Back to Library
E-Commerce

dSide

The UK's first AI-powered DIY, hardware and power tools price and product comparison platform — simultaneously monitoring 304 UK e-commerce traders in real time via a distributed data collection cluster, processing 50M+ price events per month through a Kafka/Flink streaming pipeline, and deploying transformer-based AI for demand forecasting, buyer behaviour modelling, and nationwide trade intelligence across every product category.

Completed 2024-09-01
Sector E-Commerce
Tech Stack BERT, TFT, Collaborative Filtering, GraphRAG, Kafka, Flink, Triton, pgvector
dSide screenshot
Overview
dSide is the United Kingdom's first dedicated price and product comparison platform for DIY tools, power tools, hand tools, hardware, garden tools, construction materials, electricals, and consumables. Its public-facing comparison layer sits on top of a comprehensive real-time trade intelligence engine monitoring the entire UK DIY and hardware e-commerce market.
In Depth
01 Data Collection Infrastructure

dSide operates a distributed data collection cluster that continuously harvests live trade data from 304 verified UK e-commerce retailers, marketplaces, and distributors. The collection layer is built on a horizontally scalable Playwright + Scrapy cluster running on Kubernetes (GKE Autopilot), with browser-automation workers for JavaScript-heavy storefronts and lightweight HTTP workers for structured product feeds.

Each data point emits structured product events — SKU, price, availability, seller, delivery option, promotional status, review count — to Apache Kafka topics (partitioned by retailer and category). Peak ingestion: 2M+ product listing updates per day, 50M+ price point events per month. Kafka Streams handles exactly-once deduplication and event schema validation before downstream processing.

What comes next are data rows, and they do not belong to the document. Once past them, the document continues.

//! Threads sharing one list through a counting semaphore.
//!
//! One OS thread per address looks the address up, then enters the critical
//! section that appends to the shared list. At most `permits` threads are
//! inside at any instant; everyone else blocks in [`Semaphore::acquire`].

use std::net::Ipv4Addr;
use std::thread;
use std::time::Duration;

use log::{debug, warn};
use parking_lot::{Condvar, Mutex};
use rand::Rng;
use serde::Deserialize;

use crate::config::SemaphoreConfig;
use crate::error::{Error, Result};
use crate::fetch::blocking_client;
use crate::{Report, Stopwatch};

pub const RDAP_URL: &str = "https://rdap.org/ip";

/// Counting semaphore.
#[derive(Debug)]
pub struct Semaphore {
    state: Mutex<State>,
    released: Condvar,
}

#[derive(Debug)]
struct State {
    available: usize,
    holders: usize,
    peak: usize,
}

impl Semaphore {
    /// With zero permits every `acquire` blocks forever.
    pub fn new(permits: usize) -> Self {
        Semaphore {
            state: Mutex::new(State {
                available: permits,
                holders: 0,
                peak: 0,
            }),
            released: Condvar::new(),
        }
    }

    /// Block until a permit is free. The permit is returned on drop.
    pub fn acquire(&self) -> Permit<'_> {
        let mut state = self.state.lock();
        while state.available == 0 {
            self.released.wait(&mut state);
        }
        Self::take(&mut state);
        Permit { semaphore: self }
    }

    pub fn try_acquire(&self) -> Option<Permit<'_>> {
        let mut state = self.state.lock();
        if state.available == 0 {
            return None;
        }
        Self::take(&mut state);
        Some(Permit { semaphore: self })
    }

    fn take(state: &mut State) {
        state.available -= 1;
        state.holders += 1;
        state.peak = state.peak.max(state.holders);
    }

    fn release(&self) {
        let mut state = self.state.lock();
        state.available += 1;
        state.holders -= 1;
        self.released.notify_one();
    }

    pub fn available(&self) -> usize {
        self.state.lock().available
    }

    pub fn holders(&self) -> usize {
        self.state.lock().holders
    }

    /// Highest number of simultaneous holders so far.
    pub fn peak(&self) -> usize {
        self.state.lock().peak
    }
}

#[must_use = "the permit is released as soon as it is dropped"]
#[derive(Debug)]
pub struct Permit<'a> {
    semaphore: &'a Semaphore,
}

impl Drop for Permit<'_> {
    fn drop(&mut self) {
        self.semaphore.release();
    }
}

/// What a registry knows about an address.
#[derive(Debug, Clone, PartialEq, Eq)]
pub struct AddressInfo {
    pub handle: String,
    pub name: Option<String>,
    pub country: Option<String>,
    pub range: Option<(String, String)>,
}

pub trait AddressLookup: Sync {
    /// `Ok(None)` when the registry has no record.
    fn lookup(&self, address: Ipv4Addr) -> Result<Option<AddressInfo>>;
}

/// Registry lookups over RDAP.
pub struct RdapLookup {
    client: reqwest::blocking::Client,
    base_url: String,
}

impl RdapLookup {
    pub fn new() -> Result<Self> {
        Self::with_base_url(RDAP_URL)
    }

    pub fn with_base_url(base_url: impl Into<String>) -> Result<Self> {
        Ok(RdapLookup {
            client: blocking_client()?,
            base_url: base_url.into(),
        })
    }
}

#[derive(Debug, Deserialize)]
#[serde(rename_all = "camelCase")]
struct RdapNetwork {
    handle: String,
    name: Option<String>,
    country: Option<String>,
    start_address: Option<String>,
    end_address: Option<String>,
}

impl From<RdapNetwork> for AddressInfo {
    fn from(network: RdapNetwork) -> Self {
        AddressInfo {
            handle: network.handle,
            name: network.name,
            country: network.country,
            range: network.start_address.zip(network.end_address),
        }
    }
}

impl AddressLookup for RdapLookup {
    fn lookup(&self, address: Ipv4Addr) -> Result<Option<AddressInfo>> {
        let url = format!("{}/{}", self.base_url.trim_end_matches('/'), address);
        let response = self.client.get(&url).send()?;
        if response.status() == reqwest::StatusCode::NOT_FOUND {
            return Ok(None);
        }
        let network: RdapNetwork = response.error_for_status()?.json()?;
        Ok(Some(network.into()))
    }
}

/// Reject addresses no registry will ever hold a record for.
pub fn ensure_public(address: Ipv4Addr) -> Result<()> {
    let [a, b, c, _] = address.octets();
    let reserved = address.is_private()
        || address.is_loopback()
        || address.is_link_local()
        || address.is_multicast()
        || address.is_broadcast()
        || address.is_documentation()
        || address.is_unspecified()
        || a == 0
        || a >= 240
        // shared address space, 100.64.0.0/10
        || (a == 100 && (b & 0xc0) == 64)
        // IETF protocol assignments, 192.0.0.0/24
        || (a == 192 && b == 0 && c == 0)
        // benchmarking, 198.18.0.0/15
        || (a == 198 && (b & 0xfe) == 18);
    if reserved {
        Err(Error::ReservedAddress(address))
    } else {
        Ok(())
    }
}

/// `count` uniformly random IPv4 addresses, reserved ones included.
pub fn random_addresses(count: usize, rng: &mut impl Rng) -> Vec<Ipv4Addr> {
    (0..count).map(|_| Ipv4Addr::from(rng.random::<u32>())).collect()
}

#[derive(Debug)]
pub struct SemaphoreReport {
    pub elapsed: Duration,
    /// Per address: `Some` if it was added to the shared list.
    pub units: Vec<Result<Option<AddressInfo>>>,
    /// The shared list, in the order threads entered the critical section.
    pub records: Vec<(Ipv4Addr, AddressInfo)>,
    /// Highest number of threads inside the critical section at once.
    pub peak: usize,
}

impl SemaphoreReport {
    pub fn secs(&self) -> f64 {
        self.elapsed.as_secs_f64()
    }

    pub fn added(&self) -> usize {
        self.units.iter().filter(|u| matches!(u, Ok(Some(_)))).count()
    }
}

impl From<SemaphoreReport> for Report<Option<AddressInfo>> {
    fn from(report: SemaphoreReport) -> Self {
        Report {
            elapsed: report.elapsed,
            units: report.units,
        }
    }
}

pub fn run(config: &SemaphoreConfig, lookup: &dyn AddressLookup) -> Result<SemaphoreReport> {
    if config.permits == 0 {
        return Err(Error::NoPermits);
    }
    let clock = Stopwatch::start();
    let semaphore = Semaphore::new(config.permits);
    let records = Mutex::new(Vec::new());

    let units = thread::scope(|s| {
        let handles: Vec<_> = config
            .addresses
            .iter()
            .enumerate()
            .map(|(num, &address)| {
                let (semaphore, records) = (&semaphore, &records);
                thread::Builder::new()
                    .name(format!("thread-{num}"))
                    .spawn_scoped(s, move || {
                        address_task(num, address, lookup, semaphore, records, config.hold, clock)
                    })
            })
            .collect();

        handles
            .into_iter()
            .map(|handle| match handle {
                Ok(handle) => handle
                    .join()
                    .unwrap_or_else(|payload| Err(Error::from_panic(payload))),
                Err(e) => Err(Error::Io(e)),
            })
            .collect::<Vec<_>>()
    });

    let records = records.into_inner();
    let report = SemaphoreReport {
        elapsed: clock.elapsed(),
        units,
        records,
        peak: semaphore.peak(),
    };

    clock.note(format!("Shared list holds {} addresses:", report.records.len()));
    for (address, info) in &report.records {
        clock.note(format!(
            "  {address} {} {}",
            info.handle,
            info.name.as_deref().unwrap_or("-")
        ));
    }
    Ok(report)
}

fn address_task(
    num: usize,
    address: Ipv4Addr,
    lookup: &dyn AddressLookup,
    semaphore: &Semaphore,
    records: &Mutex<Vec<(Ipv4Addr, AddressInfo)>>,
    hold: Duration,
    clock: Stopwatch,
) -> Result<Option<AddressInfo>> {
    let tag = format!("THREAD-{num}");
    let result = ensure_public(address).and_then(|()| lookup.lookup(address));
    let info = match result {
        Ok(Some(info)) => info,
        Ok(None) => {
            debug!("{tag}: no record for {address}");
            return Ok(None);
        }
        Err(e) => {
            clock.say(&tag, format!("Exception {e}"));
            warn!("{tag} {address}: {e}");
            return Err(e);
        }
    };

    {
        let _permit = semaphore.acquire();
        clock.say(&tag, "Acquiring access to shared resource");
        records.lock().push((address, info.clone()));
        thread::sleep(hold);
    }
    clock.say(&tag, "Releasing access to shared resource");
    Ok(Some(info))
}

#[cfg(test)]
mod tests {
    use super::*;
    use rand::SeedableRng;
    use rand::rngs::StdRng;
    use std::sync::atomic::{AtomicUsize, Ordering};

    #[test]
    fn permits_are_returned_on_drop() {
        let semaphore = Semaphore::new(2);
        let a = semaphore.acquire();
        let b = semaphore.try_acquire().unwrap();
        assert!(semaphore.try_acquire().is_none());
        assert_eq!(semaphore.holders(), 2);
        drop(a);
        assert_eq!(semaphore.available(), 1);
        drop(b);
        assert_eq!(semaphore.available(), 2);
        assert_eq!(semaphore.peak(), 2);
    }

    #[test]
    fn never_more_than_limit_inside() {
        let semaphore = Semaphore::new(4);
        let active = AtomicUsize::new(0);
        let highest = AtomicUsize::new(0);

        thread::scope(|s| {
            for _ in 0..16 {
                s.spawn(|| {
                    let _permit = semaphore.acquire();
                    let now = active.fetch_add(1, Ordering::SeqCst) + 1;
                    assert!(now <= 4, "{now} threads inside");
                    highest.fetch_max(now, Ordering::SeqCst);
                    thread::sleep(Duration::from_millis(20));
                    active.fetch_sub(1, Ordering::SeqCst);
                });
            }
        });

        assert_eq!(highest.load(Ordering::SeqCst), 4);
        assert_eq!(semaphore.peak(), 4);
        assert_eq!(semaphore.available(), 4);
    }

    #[test]
    fn reserved_ranges() {
        for reserved in [
            "10.1.2.3",
            "172.16.0.1",
            "192.168.1.1",
            "127.0.0.1",
            "169.254.10.10",
            "100.64.0.1",
            "100.127.255.255",
            "192.0.0.8",
            "192.0.2.1",
            "198.18.0.1",
            "198.19.255.1",
            "224.0.0.1",
            "240.0.0.1",
            "255.255.255.255",
            "0.0.0.0",
            "0.1.2.3",
        ] {
            let address: Ipv4Addr = reserved.parse().unwrap();
            assert!(
                matches!(ensure_public(address), Err(Error::ReservedAddress(a)) if a == address),
                "{reserved} should be reserved"
            );
        }
        for public in ["8.8.8.8", "21.177.64.80", "100.128.0.1", "198.20.0.1", "11.0.0.1"] {
            assert!(ensure_public(public.parse().unwrap()).is_ok(), "{public}");
        }
    }

    #[test]
    fn random_addresses_are_seeded() {
        let a = random_addresses(20, &mut StdRng::seed_from_u64(7));
        let b = random_addresses(20, &mut StdRng::seed_from_u64(7));
        assert_eq!(a.len(), 20);
        assert_eq!(a, b);
    }

    #[test]
    fn rdap_network_fields() {
        let body = r#"{"handle":"NET-21-0-0-0-1","name":"DNIC-SNET-021","country":"US",
            "startAddress":"21.0.0.0","endAddress":"21.255.255.255","objectClassName":"ip network"}"#;
        let network: RdapNetwork = serde_json::from_str(body).unwrap();
        let info = AddressInfo::from(network);
        assert_eq!(info.handle, "NET-21-0-0-0-1");
        assert_eq!(info.country.as_deref(), Some("US"));
        assert_eq!(
            info.range,
            Some(("21.0.0.0".to_string(), "21.255.255.255".to_string()))
        );
    }
}
use paradigms::config::PoolConfig;
use paradigms::pool;
use std::time::Duration;

fn main() -> anyhow::Result<()> {
    env_logger::init();
    // Pool workers are this same executable started with `worker train`.
    paradigms::worker::intercept();

    let config = PoolConfig::default();
    let pause: Duration = config
        .jobs
        .iter()
        .map(|job| Duration::from_millis(job.pause_ms))
        .sum();

    println!(
        "=== {} trainings on {} worker processes ===",
        config.jobs.len(),
        config.workers
    );
    println!();

    let report = pool::run(&config)?;

    println!();
    for (job, result) in config.jobs.iter().zip(&report.units) {
        match result {
            Ok(r) => println!(
                "max_iter {:>3}: {} epochs, accuracy {:.4}",
                job.max_iter, r.epochs, r.accuracy
            ),
            Err(e) => println!("max_iter {:>3}: {e}", job.max_iter),
        }
    }
    println!();
    println!("One worker:  ~{:?}", pause);
    println!(
        "{} workers:   ~{:?}",
        config.workers,
        pause / config.workers as u32
    );
    Ok(())
}
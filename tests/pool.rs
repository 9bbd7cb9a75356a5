mod common;

use std::time::Duration;

use common::WORKER_EXE;
use parking_lot::Mutex;
use paradigms::config::PoolConfig;
use paradigms::pool::{self, WorkerPool};
use paradigms::training::{TrainJob, TrainReport};
use paradigms::worker::{Role, WorkerProgram};
use paradigms::Result;

/// Later jobs are shorter, so they finish before earlier ones.
fn jobs() -> Vec<TrainJob> {
    (1..=6)
        .map(|n| TrainJob {
            max_iter: n * 10,
            pause_ms: 700 - u64::from(n) * 100,
        })
        .collect()
}

#[test]
fn results_come_back_in_job_order() {
    let pool = WorkerPool::new(3, WorkerProgram::at(WORKER_EXE), &Role::Train);
    let completed = Mutex::new(Vec::new());

    let results: Vec<Result<TrainReport>> = pool.map(jobs(), |_, index, result| {
        assert!(result.is_ok(), "{result:?}");
        completed.lock().push(index);
    });

    let iters: Vec<u32> = results
        .iter()
        .map(|r| r.as_ref().unwrap().max_iter)
        .collect();
    assert_eq!(iters, vec![10, 20, 30, 40, 50, 60]);

    let completed = completed.into_inner();
    assert_eq!(completed.len(), 6);
    assert_ne!(completed, vec![0, 1, 2, 3, 4, 5]);
}

#[test]
fn three_workers_overlap_the_pauses() {
    let config = PoolConfig {
        workers: 3,
        jobs: jobs(),
        program: WorkerProgram::at(WORKER_EXE),
    };
    let total_pause: u64 = config.jobs.iter().map(|j| j.pause_ms).sum();

    let report = pool::run(&config).unwrap();

    assert_eq!(report.succeeded(), 6);
    for result in report.values() {
        assert!(result.accuracy > 0.5);
        assert!(result.epochs <= result.max_iter);
    }
    // one worker alone would need the sum of all pauses
    assert!(report.elapsed < Duration::from_millis(total_pause * 3 / 4));
}

#[test]
fn more_workers_than_jobs() {
    let config = PoolConfig {
        workers: 8,
        jobs: jobs().into_iter().take(2).collect(),
        program: WorkerProgram::at(WORKER_EXE),
    };

    let report = pool::run(&config).unwrap();

    assert_eq!(report.units.len(), 2);
    assert_eq!(report.succeeded(), 2);
}

/// A stand-in worker executable whose every start is logged next to it.
#[cfg(unix)]
fn scripted_worker(dir: &std::path::Path, body: &str) -> (WorkerProgram, std::path::PathBuf) {
    use std::os::unix::fs::PermissionsExt;

    let script = dir.join("worker.sh");
    std::fs::write(&script, format!("#!/bin/sh\necho start >> \"$0.starts\"\n{body}\n")).unwrap();
    std::fs::set_permissions(&script, std::fs::Permissions::from_mode(0o755)).unwrap();
    let starts = dir.join("worker.sh.starts");
    (WorkerProgram::at(script), starts)
}

#[cfg(unix)]
fn starts(log: &std::path::Path) -> usize {
    std::fs::read_to_string(log).unwrap().lines().count()
}

#[cfg(unix)]
#[test]
fn child_that_quits_between_jobs_is_replaced() {
    let dir = tempfile::tempdir().unwrap();
    // answers one job, then stops reading and exits
    let (program, log) = scripted_worker(
        dir.path(),
        r#"read -r job
exec 0<&-
echo '{"Ok":{"max_iter":1,"epochs":1,"accuracy":1.0}}'"#,
    );
    let pool = WorkerPool::new(1, program, &Role::Train);
    let jobs = vec![
        TrainJob {
            max_iter: 1,
            pause_ms: 0,
        };
        4
    ];

    let results: Vec<Result<TrainReport>> = pool.map(jobs, |_, _, _| {});

    assert!(results.iter().all(|r| r.is_ok()), "{results:?}");
    assert_eq!(starts(&log), 4);
}

#[cfg(unix)]
#[test]
fn child_dying_mid_job_fails_only_that_job() {
    let dir = tempfile::tempdir().unwrap();
    let (program, log) = scripted_worker(dir.path(), "read -r job\nexit 3");
    let pool = WorkerPool::new(1, program, &Role::Train);
    let jobs = vec![
        TrainJob {
            max_iter: 1,
            pause_ms: 0,
        };
        3
    ];

    let results: Vec<Result<TrainReport>> = pool.map(jobs, |_, _, _| {});

    assert_eq!(results.len(), 3);
    for result in &results {
        let err = result.as_ref().unwrap_err();
        assert!(err.to_string().contains("exited in the middle of a job"), "{err}");
    }
    // one fresh child per job
    assert_eq!(starts(&log), 3);
}
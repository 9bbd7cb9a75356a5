//! True parallelism with one OS process per download.
//!
//! Every url gets its own child process with its own memory. The parent
//! starts all of them before waiting on any, then joins them; no state is
//! shared and the only thing a child reports back is its exit status.

use std::path::Path;
use std::process::{Child, ExitStatus};

use image::DynamicImage;
use image::imageops::FilterType;
use log::{debug, warn};

use crate::config::ParallelConfig;
use crate::error::{Error, Result};
use crate::fetch::{blocking_client, content_type, ensure_allowed, parse_url_list, unique_path};
use crate::worker::Role;
use crate::{Report, Stopwatch};

pub const IMAGE_TYPES: &[&str] = &["image/jpeg", "image/png", "image/jpg"];

fn tag(num: usize) -> String {
    format!("PROCESS-{num}")
}

pub fn run(config: &ParallelConfig) -> Result<Report<()>> {
    let urls = parse_url_list(&std::fs::read_to_string(&config.url_list)?);
    std::fs::create_dir_all(&config.image_dir)?;

    let clock = Stopwatch::start();
    let mut slots: Vec<Option<Result<()>>> = urls.iter().map(|_| None).collect();
    let mut group = ProcessGroup::default();

    for (num, url) in urls.iter().enumerate() {
        let role = Role::Image {
            num,
            url: url.clone(),
            out: config.image_dir.clone(),
            clock_ms: u64::try_from(clock.elapsed().as_millis()).unwrap_or(u64::MAX),
        };
        let spawned = config
            .program
            .command(role.to_args())
            .and_then(|mut command| Ok(command.spawn()?));
        match spawned {
            Ok(child) => {
                debug!("unit {num} started as pid {}", child.id());
                group.push(num, child);
            }
            Err(e) => {
                clock.say(&tag(num), format!("Could not start the process: {e}"));
                slots[num] = Some(Err(e));
            }
        }
    }

    for (num, status) in group.wait_all() {
        slots[num] = Some(status.and_then(|status| {
            debug!("unit {num} exited with {status}");
            if status.success() {
                Ok(())
            } else {
                Err(Error::UnitExit { unit: num, status })
            }
        }));
    }

    let report = Report {
        elapsed: clock.elapsed(),
        units: slots
            .into_iter()
            .map(|slot| slot.unwrap_or_else(|| Err(Error::Worker("unit was never started".into()))))
            .collect(),
    };
    clock.note(format!("Total: {} seconds", report.secs()));
    Ok(report)
}

/// Children that are killed and reaped unless explicitly waited for.
#[derive(Default)]
struct ProcessGroup {
    children: Vec<(usize, Child)>,
}

impl ProcessGroup {
    fn push(&mut self, num: usize, child: Child) {
        self.children.push((num, child));
    }

    fn wait_all(mut self) -> Vec<(usize, Result<ExitStatus>)> {
        let mut statuses = Vec::with_capacity(self.children.len());
        while !self.children.is_empty() {
            let (num, mut child) = self.children.remove(0);
            statuses.push((num, child.wait().map_err(Error::from)));
        }
        statuses
    }
}

impl Drop for ProcessGroup {
    fn drop(&mut self) {
        for (num, child) in &mut self.children {
            debug!("killing unit {num} (pid {})", child.id());
            let _ = child.kill();
            let _ = child.wait();
        }
    }
}

/// Child-process body: download one image and store it at half size.
///
/// Prints its own progress lines on `clock` and returns the size of the
/// saved file.
pub fn download_image(num: usize, url: &str, out: &Path, clock: Stopwatch) -> Result<u64> {
    let tag = tag(num);
    clock.say(&tag, format!("Downloading image from {url}"));
    match fetch_and_halve(url, out) {
        Ok(size) => {
            clock.say(&tag, format!("Download completed! ({size} bytes)"));
            Ok(size)
        }
        Err(e) => {
            clock.say(&tag, format!("Error while downloading the file: {e}"));
            warn!("{tag} {url}: {e}");
            Err(e)
        }
    }
}

fn fetch_and_halve(url: &str, out: &Path) -> Result<u64> {
    let response = blocking_client()?.get(url).send()?.error_for_status()?;
    let kind = content_type(response.headers());
    ensure_allowed(&kind, IMAGE_TYPES)?;

    let image = image::load_from_memory(&response.bytes()?)?;
    let subtype = kind.rsplit('/').next().unwrap_or("png");
    let halved = match subtype {
        // JPEG has no alpha channel.
        "jpeg" | "jpg" => DynamicImage::ImageRgb8(halve(&image).to_rgb8()),
        _ => halve(&image),
    };

    std::fs::create_dir_all(out)?;
    let path = unique_path(out, subtype);
    halved.save(&path)?;
    Ok(std::fs::metadata(&path)?.len())
}

/// Half the width and height, never below one pixel.
pub fn halve(image: &DynamicImage) -> DynamicImage {
    let width = (image.width() / 2).max(1);
    let height = (image.height() / 2).max(1);
    image.resize_exact(width, height, FilterType::Triangle)
}
use paradigms::asynchronous;
use paradigms::config::AsyncConfig;
use std::time::Duration;

fn main() -> anyhow::Result<()> {
    env_logger::init();

    // Fewer quotes than the menu version; the API allows 5 requests per 30s.
    let config = AsyncConfig {
        quote_count: 4,
        ..AsyncConfig::default()
    };

    println!("=== Event loop in a background thread ===");
    println!(
        "{} quotes every {:?} while the main thread sleeps {:?} between lines",
        config.quote_count, config.quote_interval, config.main_pause
    );
    println!();

    let report = asynchronous::run(&config)?;

    println!();
    println!(
        "PDFs: {} saved, quotes: {} fetched",
        report.pdfs.iter().filter(|p| p.is_ok()).count(),
        report.quotes.iter().filter(|q| q.is_ok()).count()
    );
    println!("Total elapsed: {:?}", report.elapsed);
    println!(
        "Main thread finished its own lines after {:?}",
        report.main_steps.last().copied().unwrap_or(Duration::ZERO)
    );
    Ok(())
}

02 Real-Time Processing Pipeline

Apache Flink stateful stream processing jobs consume the Kafka topics and perform:
• Price change detection: stateful comparison against last-known price per (retailer, SKU) tuple, emitting price drop / price rise events with delta magnitude.
• Availability monitoring: real-time out-of-stock and restock detection across all 304 data points.
• Competitive pricing analytics: rolling min/max/mean price windows per product across all retailers, updated on every price event.
• Category trend signals: Flink sliding-window aggregations compute category-level demand velocity — products with accelerating price increases (supply constraint signal) vs. falling prices (oversupply signal) — in real time.

All Flink output lands in Apache Iceberg tables on Google Cloud Storage (columnar, time-partitioned), queryable via BigQuery for ad-hoc analysis, and replicated to PostgreSQL + TimescaleDB for the live serving layer.

03 AI Models
  • Product Matching & Classification: A BERT-based model (custom fine-tuned on 15M UK product titles across DIY categories) normalises heterogeneous product titles from 304 retailers into a canonical product taxonomy (4,200 leaf categories), enabling accurate cross-retailer price comparison at the SKU level. Embedding similarity (cosine over 768-dim vectors stored in pgvector) resolves ambiguous title matches.
  • Demand Forecasting: A Temporal Fusion Transformer (TFT) — selected for its interpretable variable importance weights — forecasts weekly demand per (product, region) pair. Input covariates include historical sales velocity, price elasticity estimates, seasonality encodings, macroeconomic indicators (UK CPI, construction sector PMI), and weather (for garden tools categories). Regional forecasts cover 12 UK statistical regions at postcode-district granularity.
  • Buyer Behaviour Modelling: A neural collaborative filtering model jointly embeds buyers and products in a 256-dimensional latent space. Cross-product purchase patterns reveal habitual basket compositions (e.g., drill + bit set + anchors co-purchase), enabling targeted cross-sell recommendations and market basket analysis for brand intelligence clients.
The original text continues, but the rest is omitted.